Start of DATA RECORDS

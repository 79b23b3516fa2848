//! Chat completion request and response types.

use serde::{Deserialize, Serialize};

/// Chat completion request.
#[derive(Debug, Clone, Serialize)]
pub struct ChatRequest {
    /// Model slug (e.g., "openrouter/free", "openai/gpt-4o-mini")
    pub model: String,

    /// Conversation messages
    pub messages: Vec<Message>,

    /// Sampling temperature (0.0 to 2.0)
    #[serde(skip_serializing_if = "Option::is_none")]
    pub temperature: Option<f32>,

    /// Maximum tokens in the completion
    #[serde(skip_serializing_if = "Option::is_none")]
    pub max_tokens: Option<u32>,
}

impl ChatRequest {
    /// Create a new chat request for the given model.
    pub fn new(model: impl Into<String>) -> Self {
        Self {
            model: model.into(),
            messages: Vec::new(),
            temperature: None,
            max_tokens: None,
        }
    }

    /// Add a message to the conversation.
    pub fn message(mut self, message: Message) -> Self {
        self.messages.push(message);
        self
    }

    /// Set temperature.
    pub fn temperature(mut self, temperature: f32) -> Self {
        self.temperature = Some(temperature);
        self
    }

    /// Set max tokens.
    pub fn max_tokens(mut self, max_tokens: u32) -> Self {
        self.max_tokens = Some(max_tokens);
        self
    }
}

/// Chat message.
#[derive(Debug, Clone, PartialEq, Serialize, Deserialize)]
pub struct Message {
    /// Role: "system", "user", "assistant"
    pub role: String,

    /// Message content
    pub content: String,
}

impl Message {
    pub fn system(content: impl Into<String>) -> Self {
        Self {
            role: "system".to_string(),
            content: content.into(),
        }
    }

    pub fn user(content: impl Into<String>) -> Self {
        Self {
            role: "user".to_string(),
            content: content.into(),
        }
    }
}

/// Chat completion response.
///
/// `content` is `None` when the provider answered with no choices or a null
/// message body. Free-tier routes do this under load, so callers decide
/// whether an empty answer is an error.
#[derive(Debug, Clone)]
pub struct ChatResponse {
    pub content: Option<String>,

    /// Model that actually served the request (OpenRouter may re-route)
    pub model: Option<String>,

    pub usage: Option<Usage>,
}

#[derive(Debug, Deserialize)]
pub(crate) struct ChatResponseRaw {
    #[serde(default)]
    pub choices: Vec<ChatChoice>,
    pub model: Option<String>,
    pub usage: Option<Usage>,
}

#[derive(Debug, Deserialize)]
pub(crate) struct ChatChoice {
    pub message: Option<ChatMessageResponse>,
}

#[derive(Debug, Deserialize)]
pub(crate) struct ChatMessageResponse {
    pub content: Option<String>,
}

/// Token usage statistics.
#[derive(Debug, Clone, Serialize, Deserialize)]
pub struct Usage {
    pub prompt_tokens: u32,
    pub completion_tokens: u32,
    pub total_tokens: u32,
}

impl From<ChatResponseRaw> for ChatResponse {
    fn from(raw: ChatResponseRaw) -> Self {
        let content = raw
            .choices
            .into_iter()
            .next()
            .and_then(|c| c.message)
            .and_then(|m| m.content)
            .filter(|c| !c.trim().is_empty());

        Self {
            content,
            model: raw.model,
            usage: raw.usage,
        }
    }
}

#[cfg(test)]
mod tests {
    use super::*;

    #[test]
    fn test_request_skips_unset_fields() {
        let request = ChatRequest::new("openrouter/free").message(Message::user("Hi"));
        let json = serde_json::to_value(&request).unwrap();

        assert_eq!(json["model"], "openrouter/free");
        assert_eq!(json["messages"][0]["role"], "user");
        assert!(json.get("temperature").is_none());
        assert!(json.get("max_tokens").is_none());
    }

    #[test]
    fn test_null_content_maps_to_none() {
        let raw: ChatResponseRaw = serde_json::from_str(
            r#"{"choices":[{"message":{"role":"assistant","content":null}}]}"#,
        )
        .unwrap();
        assert!(ChatResponse::from(raw).content.is_none());

        let raw: ChatResponseRaw = serde_json::from_str(r#"{"choices":[]}"#).unwrap();
        assert!(ChatResponse::from(raw).content.is_none());
    }

    #[test]
    fn test_blank_content_maps_to_none() {
        let raw: ChatResponseRaw =
            serde_json::from_str(r#"{"choices":[{"message":{"content":"  \n"}}]}"#).unwrap();
        assert!(ChatResponse::from(raw).content.is_none());
    }

    #[test]
    fn test_content_and_usage_parsed() {
        let raw: ChatResponseRaw = serde_json::from_str(
            r#"{
                "model": "meta-llama/llama-3.3-70b-instruct:free",
                "choices": [{"message": {"role": "assistant", "content": "Pricing changed."}}],
                "usage": {"prompt_tokens": 10, "completion_tokens": 3, "total_tokens": 13}
            }"#,
        )
        .unwrap();
        let response = ChatResponse::from(raw);

        assert_eq!(response.content.as_deref(), Some("Pricing changed."));
        assert_eq!(response.usage.unwrap().total_tokens, 13);
        assert!(response.model.unwrap().contains("llama"));
    }
}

End of DATA RECORDS

* [WHAT THE TASK ASKS]: Show all lines above holding the word "ChatChoice".

* [WRITTEN ANSWER]:
    pub choices: Vec<ChatChoice>,
pub(crate) struct ChatChoice {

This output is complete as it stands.